DATA SUPPLIED:
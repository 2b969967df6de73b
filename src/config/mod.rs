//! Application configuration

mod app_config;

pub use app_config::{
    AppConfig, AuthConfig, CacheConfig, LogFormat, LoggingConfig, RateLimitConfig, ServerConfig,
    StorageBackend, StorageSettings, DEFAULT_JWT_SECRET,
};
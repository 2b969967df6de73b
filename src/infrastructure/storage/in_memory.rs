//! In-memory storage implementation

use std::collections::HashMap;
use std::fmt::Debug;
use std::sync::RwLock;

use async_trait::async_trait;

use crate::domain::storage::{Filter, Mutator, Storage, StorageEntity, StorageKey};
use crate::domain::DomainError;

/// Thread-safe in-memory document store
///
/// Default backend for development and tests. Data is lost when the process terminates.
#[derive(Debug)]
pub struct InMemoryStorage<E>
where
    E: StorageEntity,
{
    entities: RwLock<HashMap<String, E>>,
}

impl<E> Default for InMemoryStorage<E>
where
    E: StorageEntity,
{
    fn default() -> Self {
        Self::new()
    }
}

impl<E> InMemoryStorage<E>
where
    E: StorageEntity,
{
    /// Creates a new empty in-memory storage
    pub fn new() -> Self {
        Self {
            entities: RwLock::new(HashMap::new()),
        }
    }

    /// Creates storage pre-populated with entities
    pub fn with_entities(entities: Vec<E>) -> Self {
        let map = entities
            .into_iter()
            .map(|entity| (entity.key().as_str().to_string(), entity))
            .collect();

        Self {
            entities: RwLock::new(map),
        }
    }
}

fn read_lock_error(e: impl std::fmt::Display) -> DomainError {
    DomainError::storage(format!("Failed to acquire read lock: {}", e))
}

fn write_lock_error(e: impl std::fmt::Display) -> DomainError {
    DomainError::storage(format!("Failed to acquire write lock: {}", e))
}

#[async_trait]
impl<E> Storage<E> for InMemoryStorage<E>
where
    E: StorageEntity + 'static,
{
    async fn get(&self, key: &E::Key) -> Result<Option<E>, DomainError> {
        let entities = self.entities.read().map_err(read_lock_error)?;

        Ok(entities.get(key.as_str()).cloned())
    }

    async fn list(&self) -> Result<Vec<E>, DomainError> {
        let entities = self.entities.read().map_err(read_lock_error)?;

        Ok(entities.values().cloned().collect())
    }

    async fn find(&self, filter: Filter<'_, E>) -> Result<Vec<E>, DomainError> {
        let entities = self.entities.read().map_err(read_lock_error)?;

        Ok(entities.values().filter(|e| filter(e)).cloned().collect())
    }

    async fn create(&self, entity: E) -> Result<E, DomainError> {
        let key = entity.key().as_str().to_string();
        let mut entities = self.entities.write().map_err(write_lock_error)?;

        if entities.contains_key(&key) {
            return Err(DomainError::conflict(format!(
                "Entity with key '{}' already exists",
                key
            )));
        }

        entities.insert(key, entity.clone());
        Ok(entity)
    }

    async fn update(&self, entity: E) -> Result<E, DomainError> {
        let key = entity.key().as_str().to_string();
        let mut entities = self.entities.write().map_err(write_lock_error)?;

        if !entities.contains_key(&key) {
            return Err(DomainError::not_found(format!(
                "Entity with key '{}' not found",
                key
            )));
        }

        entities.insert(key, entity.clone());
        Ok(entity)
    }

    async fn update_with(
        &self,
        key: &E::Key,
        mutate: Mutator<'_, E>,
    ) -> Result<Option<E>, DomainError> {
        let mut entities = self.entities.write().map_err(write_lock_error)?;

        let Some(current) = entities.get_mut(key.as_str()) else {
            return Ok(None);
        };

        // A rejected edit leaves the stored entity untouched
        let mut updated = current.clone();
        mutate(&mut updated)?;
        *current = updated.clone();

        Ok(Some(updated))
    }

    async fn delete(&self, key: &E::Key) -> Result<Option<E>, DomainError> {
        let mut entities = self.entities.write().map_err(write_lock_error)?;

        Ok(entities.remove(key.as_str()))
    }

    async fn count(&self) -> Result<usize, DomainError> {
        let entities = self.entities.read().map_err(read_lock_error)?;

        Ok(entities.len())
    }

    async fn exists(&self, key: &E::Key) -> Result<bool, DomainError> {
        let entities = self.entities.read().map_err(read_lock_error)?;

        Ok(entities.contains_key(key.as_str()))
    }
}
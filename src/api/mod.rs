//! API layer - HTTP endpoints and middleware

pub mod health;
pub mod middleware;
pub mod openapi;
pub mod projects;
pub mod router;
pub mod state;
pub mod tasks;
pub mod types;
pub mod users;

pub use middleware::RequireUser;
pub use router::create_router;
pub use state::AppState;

YOUR ASSIGNMENT: Each record must be repeated exactly as it appears above.

OUTPUT FOR THIS EXERCISE:
repository 2b969967df6de73b
filename src/config/mod.rs
//! Application configuration

mod app_config;

pub use app_config::{
    AppConfig, AuthConfig, CacheConfig, LogFormat, LoggingConfig, RateLimitConfig, ServerConfig,
    StorageBackend, StorageSettings, DEFAULT_JWT_SECRET,
};
repository 2b969967df6de73b
filename src/infrastructure/storage/in_memory.rs
//! In-memory storage implementation

use std::collections::HashMap;
use std::fmt::Debug;
use std::sync::RwLock;

use async_trait::async_trait;

use crate::domain::storage::{Filter, Mutator, Storage, StorageEntity, StorageKey};
use crate::domain::DomainError;

/// Thread-safe in-memory document store
///
/// Default backend for development and tests. Data is lost when the process terminates.
#[derive(Debug)]
pub struct InMemoryStorage<E>
where
    E: StorageEntity,
{
    entities: RwLock<HashMap<String, E>>,
}

impl<E> Default for InMemoryStorage<E>
where
    E: StorageEntity,
{
    fn default() -> Self {
        Self::new()
    }
}

impl<E> InMemoryStorage<E>
where
    E: StorageEntity,
{
    /// Creates a new empty in-memory storage
    pub fn new() -> Self {
        Self {
            entities: RwLock::new(HashMap::new()),
        }
    }

    /// Creates storage pre-populated with entities
    pub fn with_entities(entities: Vec<E>) -> Self {
        let map = entities
            .into_iter()
            .map(|entity| (entity.key().as_str().to_string(), entity))
            .collect();

        Self {
            entities: RwLock::new(map),
        }
    }
}

fn read_lock_error(e: impl std::fmt::Display) -> DomainError {
    DomainError::storage(format!("Failed to acquire read lock: {}", e))
}

fn write_lock_error(e: impl std::fmt::Display) -> DomainError {
    DomainError::storage(format!("Failed to acquire write lock: {}", e))
}

#[async_trait]
impl<E> Storage<E> for InMemoryStorage<E>
where
    E: StorageEntity + 'static,
{
    async fn get(&self, key: &E::Key) -> Result<Option<E>, DomainError> {
        let entities = self.entities.read().map_err(read_lock_error)?;

        Ok(entities.get(key.as_str()).cloned())
    }

    async fn list(&self) -> Result<Vec<E>, DomainError> {
        let entities = self.entities.read().map_err(read_lock_error)?;

        Ok(entities.values().cloned().collect())
    }

    async fn find(&self, filter: Filter<'_, E>) -> Result<Vec<E>, DomainError> {
        let entities = self.entities.read().map_err(read_lock_error)?;

        Ok(entities.values().filter(|e| filter(e)).cloned().collect())
    }

    async fn create(&self, entity: E) -> Result<E, DomainError> {
        let key = entity.key().as_str().to_string();
        let mut entities = self.entities.write().map_err(write_lock_error)?;

        if entities.contains_key(&key) {
            return Err(DomainError::conflict(format!(
                "Entity with key '{}' already exists",
                key
            )));
        }

        entities.insert(key, entity.clone());
        Ok(entity)
    }

    async fn update(&self, entity: E) -> Result<E, DomainError> {
        let key = entity.key().as_str().to_string();
        let mut entities = self.entities.write().map_err(write_lock_error)?;

        if !entities.contains_key(&key) {
            return Err(DomainError::not_found(format!(
                "Entity with key '{}' not found",
                key
            )));
        }

        entities.insert(key, entity.clone());
        Ok(entity)
    }

    async fn update_with(
        &self,
        key: &E::Key,
        mutate: Mutator<'_, E>,
    ) -> Result<Option<E>, DomainError> {
        let mut entities = self.entities.write().map_err(write_lock_error)?;

        let Some(current) = entities.get_mut(key.as_str()) else {
            return Ok(None);
        };

        // A rejected edit leaves the stored entity untouched
        let mut updated = current.clone();
        mutate(&mut updated)?;
        *current = updated.clone();

        Ok(Some(updated))
    }

    async fn delete(&self, key: &E::Key) -> Result<Option<E>, DomainError> {
        let mut entities = self.entities.write().map_err(write_lock_error)?;

        Ok(entities.remove(key.as_str()))
    }

    async fn count(&self) -> Result<usize, DomainError> {
        let entities = self.entities.read().map_err(read_lock_error)?;

        Ok(entities.len())
    }

    async fn exists(&self, key: &E::Key) -> Result<bool, DomainError> {
        let entities = self.entities.read().map_err(read_lock_error)?;

        Ok(entities.contains_key(key.as_str()))
    }
}
filename src/api/mod.rs
//! API layer - HTTP endpoints and middleware

pub mod health;
pub mod middleware;
pub mod openapi;
pub mod projects;
pub mod router;
pub mod state;
pub mod tasks;
pub mod types;
pub mod users;

pub use middleware::RequireUser;
pub use router::create_router;
pub use state::AppState;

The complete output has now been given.